大正八年、横浜の豪商、安部幸兵衛氏は当時の金で百万円を公共事業に役立てるために県に寄附したい、ということを言い残して亡くなられました。その言葉を受けて県が用途を一般募集したところ、図書館・病院あるいは育英資金にというふうに、使用申込が数十件にも及びました。煙洲先生はその頃、横浜高等工業学校の創立に関係していたことから、その資金で商業と工業をあわせた中等学校を設立して、横浜高等工業学校の附属、つまり文部省直轄の学校にしたいと考え、この件を申し出て運動をしたのです。この申し出の裏には、商業系と工業系との間でお互いに知識の交流をはかり、理解と親しみを深め、さらに商工協力して、工業技術的な面と経営・経済的な面とに役立つ人材を養成する目的があったのです。

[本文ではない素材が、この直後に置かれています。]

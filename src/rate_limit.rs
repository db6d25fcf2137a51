//! # Rate Limiter
//! Sliding-window admission control per logical key (one key per target
//! domain, or a single global key). Over any window of `window` seconds at
//! most `capacity` acquisitions succeed per key; excess callers sleep until
//! the window frees up, with a small random pad so refills don't align.

use std::collections::{HashMap, VecDeque};
use std::time::Duration;

use rand::Rng;
use tokio::sync::Mutex;
use tokio::time::{sleep, Instant};

#[derive(Debug)]
pub struct RateLimiter {
    capacity: usize,
    window: Duration,
    buckets: Mutex<HashMap<String, VecDeque<Instant>>>,
}

impl RateLimiter {
    pub fn new(capacity: usize, window: Duration) -> Self {
        Self {
            capacity: capacity.max(1),
            window,
            buckets: Mutex::new(HashMap::new()),
        }
    }

    /// Blocks the calling task until a slot for `key` is admitted.
    pub async fn acquire(&self, key: &str) {
        loop {
            let wait = {
                let mut buckets = self.buckets.lock().await;
                let q = buckets.entry(key.to_string()).or_default();
                let now = Instant::now();
                while let Some(front) = q.front() {
                    if now.duration_since(*front) >= self.window {
                        q.pop_front();
                    } else {
                        break;
                    }
                }
                if q.len() < self.capacity {
                    q.push_back(now);
                    None
                } else if let Some(oldest) = q.front().copied() {
                    let remaining = self
                        .window
                        .saturating_sub(now.duration_since(oldest));
                    let pad =
                        Duration::from_millis(rand::rng().random_range(500..2500));
                    Some(remaining + pad)
                } else {
                    q.push_back(now);
                    None
                }
            };
            match wait {
                None => return,
                Some(d) => {
                    tracing::debug!(key, wait_secs = d.as_secs_f64(), "rate limit reached");
                    sleep(d).await;
                }
            }
        }
    }

    /// Admissions currently counted inside the window for `key`.
    pub async fn in_flight(&self, key: &str) -> usize {
        let buckets = self.buckets.lock().await;
        buckets.get(key).map(|q| q.len()).unwrap_or(0)
    }
}
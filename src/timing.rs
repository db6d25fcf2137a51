//! # Timing Helpers
//! Jitter and backoff primitives shared by the fetch pipeline and the
//! scheduler. All delays are randomized so the outbound traffic never
//! settles into a fixed cadence.

use std::time::Duration;

use rand::Rng;

/// Full-jitter exponential backoff for attempt `attempt` (0-based).
///
/// The result always lies in `[base, min(cap, base * 2^attempt)]`.
pub fn backoff(attempt: u32, base_secs: f64, cap_secs: f64) -> Duration {
    let ceiling = cap_secs.min(base_secs * 2f64.powi(attempt as i32));
    let secs = if ceiling > base_secs {
        rand::rng().random_range(base_secs..=ceiling)
    } else {
        base_secs
    };
    Duration::from_secs_f64(secs)
}

/// Default backoff used by fetch retries: base 3s, cap 90s.
pub fn fetch_backoff(attempt: u32) -> Duration {
    backoff(attempt, 3.0, 90.0)
}

/// Jitter for the scan interval. `base=60` lands in roughly 45–90s with
/// occasional longer pauses (15% chance of an exponential extra), floored
/// at 20s.
pub fn scan_jitter(base_interval_secs: f64) -> Duration {
    let mut rng = rand::rng();
    let base_jitter = rng.random_range(-0.25..0.35) * base_interval_secs;
    let extra = if rng.random::<f64>() < 0.15 {
        // Exponential sample with mean 8s via inverse transform.
        let u: f64 = rng.random();
        -8.0 * (1.0 - u).ln()
    } else {
        0.0
    };
    let secs = (base_interval_secs + base_jitter + extra).max(20.0);
    Duration::from_secs_f64(secs)
}

/// Gaussian delay around `base_secs` (Box-Muller); floored at 20% of base.
pub fn human_delay(base_secs: f64, sigma_ratio: f64) -> Duration {
    let mut rng = rand::rng();
    let u1: f64 = rng.random_range(f64::EPSILON..1.0);
    let u2: f64 = rng.random();
    let z = (-2.0 * u1.ln()).sqrt() * (std::f64::consts::TAU * u2).cos();
    let secs = (base_secs + z * base_secs * sigma_ratio).max(base_secs * 0.2);
    Duration::from_secs_f64(secs)
}

#[cfg(test)]
mod tests {
    use super::*;

    #[test]
    fn backoff_stays_within_envelope() {
        for attempt in 0..8 {
            for _ in 0..200 {
                let d = backoff(attempt, 3.0, 90.0).as_secs_f64();
                let ceiling = 90f64.min(3.0 * 2f64.powi(attempt as i32));
                assert!(d >= 3.0 - 1e-9, "attempt {attempt}: {d} below base");
                assert!(d <= ceiling + 1e-9, "attempt {attempt}: {d} above ceiling");
            }
        }
    }

    #[test]
    fn scan_jitter_has_a_floor() {
        for _ in 0..500 {
            assert!(scan_jitter(10.0) >= Duration::from_secs(20));
        }
    }

    #[test]
    fn scan_jitter_spreads_around_base() {
        let base = 60.0;
        for _ in 0..500 {
            let d = scan_jitter(base).as_secs_f64();
            // -25% .. +35% plus an occasional exponential tail.
            assert!(d >= base * 0.75 - 1e-9);
        }
    }

    #[test]
    fn human_delay_never_collapses_to_zero() {
        for _ in 0..500 {
            assert!(human_delay(4.0, 0.25) >= Duration::from_secs_f64(0.8));
        }
    }
}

ところが、文部省直轄か県立かで意見が分かれ、設立の話はそのままになっていました。
ある日、煙洲先生は桜木町駅前の大江橋の上で見知らぬ人から、県下に新しく商工学校が設立されることについての喜びの声を聞かされました。そこで、文部省直轄か県立かのことで争っていては大局から見て筋が立たないと考え、ともあれ、県立としての設立を引き受けることにしたのです。校舎は、当時開校の準備が整っていた高等工業の余裕のある部分を使い、大正九年、同時開校にこぎつけました。
ところが、開校四年目を迎えようとした時に、四年生が生まれるということで問題が生じたのです。それは商工実習が三年制の乙種(注1)であるか五年生の甲種(注2)であるかという点でした。県としては乙種と考えていましたが、商工側はあくまでも甲種のつもりでいたのです。この食い違いの結果、一時は廃校措置までとられそうになったため、煙洲先生は、私立にしても経営するというふうに考えるまでになりました。しかし、結局二代校長となられた山本政人先生(煙洲先生の広島高師・教授時代の教え子)の働きもあって、ようやく甲種五年制にこぎつけることができました。
以上のような経過で、煙洲先生の初志は、安部幸兵衛翁の多大な寄附を得て実現を見るにいたったのです。
神奈川県立商工実習学校創立にあたっては安部幸兵衛翁、鈴木煙洲先生、山本政人先生の名を忘れることはできないでしょう。
山本政人先生 鈴木煙洲先生 安部幸兵衛翁
注1)甲種 小学校卒業後、五年間実業教育を受けるコース。
注2)乙種 高等小学校(今の中学校に相当)卒業後、三年の実業教育を受けるコース。